Work request = Look through the lines below, find those with the word "Failed", and copy them.

Provided records =
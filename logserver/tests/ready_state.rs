use std::sync::{Arc, Barrier};
use std::thread;
use std::time::{Duration, Instant};

use stampede_logserver::proxy::ReadyState;

#[test]
fn should_dispatch_fresh_connection_exactly_once() {
    let state = ReadyState::new();
    assert!(!state.channel_ready(), "first signal is a fresh dispatch");
    assert!(state.channel_ready(), "second signal notifies the owner");
    assert!(state.channel_ready());
}

#[test]
fn should_release_ownership_when_no_signal_is_pending() {
    let state = ReadyState::new();
    assert!(!state.channel_ready());
    assert!(!state.end_turn(), "no pending signal, ownership released");
    assert!(!state.channel_ready(), "released connection dispatches fresh");
}

#[test]
fn should_rerun_turn_when_signal_arrived_during_turn() {
    let state = ReadyState::new();
    assert!(!state.channel_ready());
    assert!(state.channel_ready());
    assert!(state.end_turn(), "pending signal forces another turn");
    assert!(!state.end_turn(), "signal consumed, second end releases");
}

#[test]
fn should_not_wait_when_signal_already_arrived() {
    let state = ReadyState::new();
    assert!(!state.channel_ready());
    assert!(state.channel_ready());

    let start = Instant::now();
    state.wait_readable(Duration::from_secs(5));
    assert!(
        start.elapsed() < Duration::from_secs(1),
        "recorded signal must satisfy the wait immediately"
    );
}

#[test]
fn should_wake_waiter_on_readiness_signal() {
    let state = Arc::new(ReadyState::new());
    assert!(!state.channel_ready());

    let waiter_state = state.clone();
    let waiter = thread::spawn(move || {
        let start = Instant::now();
        waiter_state.wait_readable(Duration::from_secs(10));
        start.elapsed()
    });

    thread::sleep(Duration::from_millis(50));
    assert!(state.channel_ready());

    let waited = waiter.join().expect("Failed to join waiter thread");
    assert!(waited < Duration::from_secs(5), "waiter must be woken early");
}

#[test]
fn should_never_dispatch_twice_concurrently() {
    let state = Arc::new(ReadyState::new());
    let signallers = 4;

    for _ in 0..100 {
        let barrier = Arc::new(Barrier::new(signallers));
        let mut threads = Vec::with_capacity(signallers);
        for _ in 0..signallers {
            let state = state.clone();
            let barrier = barrier.clone();
            threads.push(thread::spawn(move || {
                barrier.wait();
                state.channel_ready()
            }));
        }
        let fresh_dispatches = threads
            .into_iter()
            .map(|t| t.join().expect("Failed to join signaller thread"))
            .filter(|owned| !owned)
            .count();
        assert_eq!(fresh_dispatches, 1, "exactly one signal wins the dispatch");

        // Release for the next round, consuming any recorded signal first.
        while state.end_turn() {}
    }
}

Response to this exercise =
    let waited = waiter.join().expect("Failed to join waiter thread");
            .map(|t| t.join().expect("Failed to join signaller thread"))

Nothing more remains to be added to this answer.